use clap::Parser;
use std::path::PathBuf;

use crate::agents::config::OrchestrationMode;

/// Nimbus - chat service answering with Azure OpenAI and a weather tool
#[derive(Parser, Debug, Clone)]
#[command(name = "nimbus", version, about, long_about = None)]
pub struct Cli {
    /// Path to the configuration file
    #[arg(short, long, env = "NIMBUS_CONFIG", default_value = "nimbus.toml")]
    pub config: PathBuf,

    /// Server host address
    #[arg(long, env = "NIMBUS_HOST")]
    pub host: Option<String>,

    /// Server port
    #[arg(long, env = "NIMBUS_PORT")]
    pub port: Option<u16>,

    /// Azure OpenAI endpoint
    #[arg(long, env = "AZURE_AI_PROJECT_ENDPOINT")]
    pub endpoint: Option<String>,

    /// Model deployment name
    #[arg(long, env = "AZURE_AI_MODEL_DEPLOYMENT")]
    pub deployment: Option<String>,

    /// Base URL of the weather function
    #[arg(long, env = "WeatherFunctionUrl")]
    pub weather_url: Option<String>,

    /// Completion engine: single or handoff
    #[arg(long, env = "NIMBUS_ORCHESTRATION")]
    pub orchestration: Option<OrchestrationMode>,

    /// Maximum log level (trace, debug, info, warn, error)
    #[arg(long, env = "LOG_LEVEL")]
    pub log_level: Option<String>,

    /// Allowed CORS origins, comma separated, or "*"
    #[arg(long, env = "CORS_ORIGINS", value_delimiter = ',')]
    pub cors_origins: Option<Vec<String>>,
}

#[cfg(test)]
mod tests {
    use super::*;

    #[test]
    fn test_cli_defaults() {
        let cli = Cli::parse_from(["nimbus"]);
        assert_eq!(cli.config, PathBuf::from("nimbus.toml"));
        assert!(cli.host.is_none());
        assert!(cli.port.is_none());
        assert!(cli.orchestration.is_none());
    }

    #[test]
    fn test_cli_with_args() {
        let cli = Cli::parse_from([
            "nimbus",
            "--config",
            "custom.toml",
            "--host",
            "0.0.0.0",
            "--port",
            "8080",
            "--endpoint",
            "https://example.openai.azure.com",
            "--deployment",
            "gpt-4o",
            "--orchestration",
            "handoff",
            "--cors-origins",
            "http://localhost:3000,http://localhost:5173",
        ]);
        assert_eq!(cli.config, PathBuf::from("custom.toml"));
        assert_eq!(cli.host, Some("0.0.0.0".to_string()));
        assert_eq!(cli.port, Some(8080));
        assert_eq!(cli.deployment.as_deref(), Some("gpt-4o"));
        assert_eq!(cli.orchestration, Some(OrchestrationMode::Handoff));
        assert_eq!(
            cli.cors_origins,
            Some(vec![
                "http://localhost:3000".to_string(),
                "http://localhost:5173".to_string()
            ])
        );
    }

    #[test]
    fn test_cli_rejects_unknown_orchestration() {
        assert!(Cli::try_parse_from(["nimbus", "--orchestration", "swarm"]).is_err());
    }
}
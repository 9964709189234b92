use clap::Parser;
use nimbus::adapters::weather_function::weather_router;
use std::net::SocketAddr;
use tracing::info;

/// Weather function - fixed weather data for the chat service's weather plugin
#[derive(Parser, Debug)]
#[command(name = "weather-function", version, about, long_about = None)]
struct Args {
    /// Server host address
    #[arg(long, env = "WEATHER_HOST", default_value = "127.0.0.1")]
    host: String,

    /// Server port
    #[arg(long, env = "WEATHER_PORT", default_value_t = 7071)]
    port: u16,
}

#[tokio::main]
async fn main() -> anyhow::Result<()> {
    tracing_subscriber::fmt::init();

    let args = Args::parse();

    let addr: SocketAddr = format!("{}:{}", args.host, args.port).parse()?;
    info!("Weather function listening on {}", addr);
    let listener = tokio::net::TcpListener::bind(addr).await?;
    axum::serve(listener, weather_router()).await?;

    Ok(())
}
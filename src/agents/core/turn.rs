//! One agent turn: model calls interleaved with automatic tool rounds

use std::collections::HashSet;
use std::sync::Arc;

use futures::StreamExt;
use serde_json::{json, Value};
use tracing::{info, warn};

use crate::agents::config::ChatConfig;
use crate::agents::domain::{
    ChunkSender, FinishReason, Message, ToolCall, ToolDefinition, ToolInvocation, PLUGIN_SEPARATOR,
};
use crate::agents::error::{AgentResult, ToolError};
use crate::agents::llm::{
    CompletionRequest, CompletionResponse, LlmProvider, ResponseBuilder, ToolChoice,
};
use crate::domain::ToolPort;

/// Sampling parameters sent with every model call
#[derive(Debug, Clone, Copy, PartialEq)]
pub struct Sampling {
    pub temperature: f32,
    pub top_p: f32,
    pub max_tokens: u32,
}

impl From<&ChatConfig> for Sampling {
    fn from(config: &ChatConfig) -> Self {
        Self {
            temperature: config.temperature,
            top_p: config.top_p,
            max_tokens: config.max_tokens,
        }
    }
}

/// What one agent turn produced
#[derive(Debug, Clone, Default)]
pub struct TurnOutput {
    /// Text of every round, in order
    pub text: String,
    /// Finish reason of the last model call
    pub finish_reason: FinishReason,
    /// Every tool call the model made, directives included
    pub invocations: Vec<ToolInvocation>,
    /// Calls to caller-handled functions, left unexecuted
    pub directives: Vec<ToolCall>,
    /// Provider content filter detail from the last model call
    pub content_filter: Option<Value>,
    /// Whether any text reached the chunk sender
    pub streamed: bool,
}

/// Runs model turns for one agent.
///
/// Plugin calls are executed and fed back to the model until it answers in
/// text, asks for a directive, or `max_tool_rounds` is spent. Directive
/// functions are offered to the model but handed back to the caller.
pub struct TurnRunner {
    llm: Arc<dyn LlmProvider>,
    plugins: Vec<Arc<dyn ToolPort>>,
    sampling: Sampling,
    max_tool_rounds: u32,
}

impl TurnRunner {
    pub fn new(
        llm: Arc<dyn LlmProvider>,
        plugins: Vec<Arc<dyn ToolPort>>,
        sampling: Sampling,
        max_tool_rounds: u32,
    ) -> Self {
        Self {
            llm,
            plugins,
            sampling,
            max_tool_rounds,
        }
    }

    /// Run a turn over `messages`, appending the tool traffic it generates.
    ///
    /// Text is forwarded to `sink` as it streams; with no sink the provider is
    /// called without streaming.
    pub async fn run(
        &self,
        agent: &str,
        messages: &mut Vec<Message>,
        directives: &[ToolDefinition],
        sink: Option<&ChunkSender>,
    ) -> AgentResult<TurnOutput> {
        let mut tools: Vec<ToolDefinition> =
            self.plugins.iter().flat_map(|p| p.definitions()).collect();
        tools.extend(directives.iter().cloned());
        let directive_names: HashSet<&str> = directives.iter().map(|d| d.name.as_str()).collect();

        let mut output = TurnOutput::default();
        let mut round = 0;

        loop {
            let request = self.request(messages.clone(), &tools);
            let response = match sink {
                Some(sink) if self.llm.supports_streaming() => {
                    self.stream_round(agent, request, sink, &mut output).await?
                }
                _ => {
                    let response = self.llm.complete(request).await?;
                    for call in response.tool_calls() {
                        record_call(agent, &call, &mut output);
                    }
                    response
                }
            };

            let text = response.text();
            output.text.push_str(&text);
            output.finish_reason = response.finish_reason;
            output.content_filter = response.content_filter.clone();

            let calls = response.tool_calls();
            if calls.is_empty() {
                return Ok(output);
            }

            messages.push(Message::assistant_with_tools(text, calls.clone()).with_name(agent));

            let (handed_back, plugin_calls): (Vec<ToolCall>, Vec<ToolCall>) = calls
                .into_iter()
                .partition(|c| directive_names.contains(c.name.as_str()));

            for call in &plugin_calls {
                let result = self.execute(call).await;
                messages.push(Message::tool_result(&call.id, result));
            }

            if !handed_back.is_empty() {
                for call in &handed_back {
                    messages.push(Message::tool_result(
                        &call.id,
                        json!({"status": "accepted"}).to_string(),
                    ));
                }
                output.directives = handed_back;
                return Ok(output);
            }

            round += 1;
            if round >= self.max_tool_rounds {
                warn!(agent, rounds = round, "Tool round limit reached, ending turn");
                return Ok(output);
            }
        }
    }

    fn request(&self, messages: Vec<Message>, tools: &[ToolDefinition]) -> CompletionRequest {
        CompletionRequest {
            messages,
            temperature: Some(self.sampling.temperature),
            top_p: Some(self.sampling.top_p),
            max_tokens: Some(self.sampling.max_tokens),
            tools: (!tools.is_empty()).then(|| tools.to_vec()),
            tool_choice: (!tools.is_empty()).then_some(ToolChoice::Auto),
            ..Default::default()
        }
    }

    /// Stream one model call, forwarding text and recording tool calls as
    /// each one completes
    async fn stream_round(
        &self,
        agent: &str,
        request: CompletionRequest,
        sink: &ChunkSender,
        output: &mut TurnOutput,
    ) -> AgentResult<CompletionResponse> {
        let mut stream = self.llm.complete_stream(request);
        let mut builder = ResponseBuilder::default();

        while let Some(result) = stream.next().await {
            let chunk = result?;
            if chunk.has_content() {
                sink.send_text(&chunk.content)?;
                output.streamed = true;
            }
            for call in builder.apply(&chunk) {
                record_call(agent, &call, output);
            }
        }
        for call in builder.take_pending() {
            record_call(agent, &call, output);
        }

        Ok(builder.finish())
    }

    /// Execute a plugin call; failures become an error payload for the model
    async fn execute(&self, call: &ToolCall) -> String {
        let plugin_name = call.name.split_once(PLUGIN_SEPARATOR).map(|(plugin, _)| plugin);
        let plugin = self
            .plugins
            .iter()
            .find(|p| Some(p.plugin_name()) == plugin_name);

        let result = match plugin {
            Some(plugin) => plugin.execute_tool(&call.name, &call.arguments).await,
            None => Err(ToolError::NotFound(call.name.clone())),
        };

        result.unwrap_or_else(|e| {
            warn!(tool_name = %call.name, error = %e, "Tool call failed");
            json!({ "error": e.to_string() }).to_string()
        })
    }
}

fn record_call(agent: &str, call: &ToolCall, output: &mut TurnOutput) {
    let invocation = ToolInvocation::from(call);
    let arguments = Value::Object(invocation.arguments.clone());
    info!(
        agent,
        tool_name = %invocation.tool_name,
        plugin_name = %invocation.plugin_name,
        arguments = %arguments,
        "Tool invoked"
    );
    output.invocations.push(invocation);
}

□ □ □ □ □

--- Try it ---
Nothing but lines that contain "TurnOutput" should appear in the answer. Copy each from the records.

--- Answer space ---
pub struct TurnOutput {
    ) -> AgentResult<TurnOutput> {
        let mut output = TurnOutput::default();
        output: &mut TurnOutput,
fn record_call(agent: &str, call: &ToolCall, output: &mut TurnOutput) {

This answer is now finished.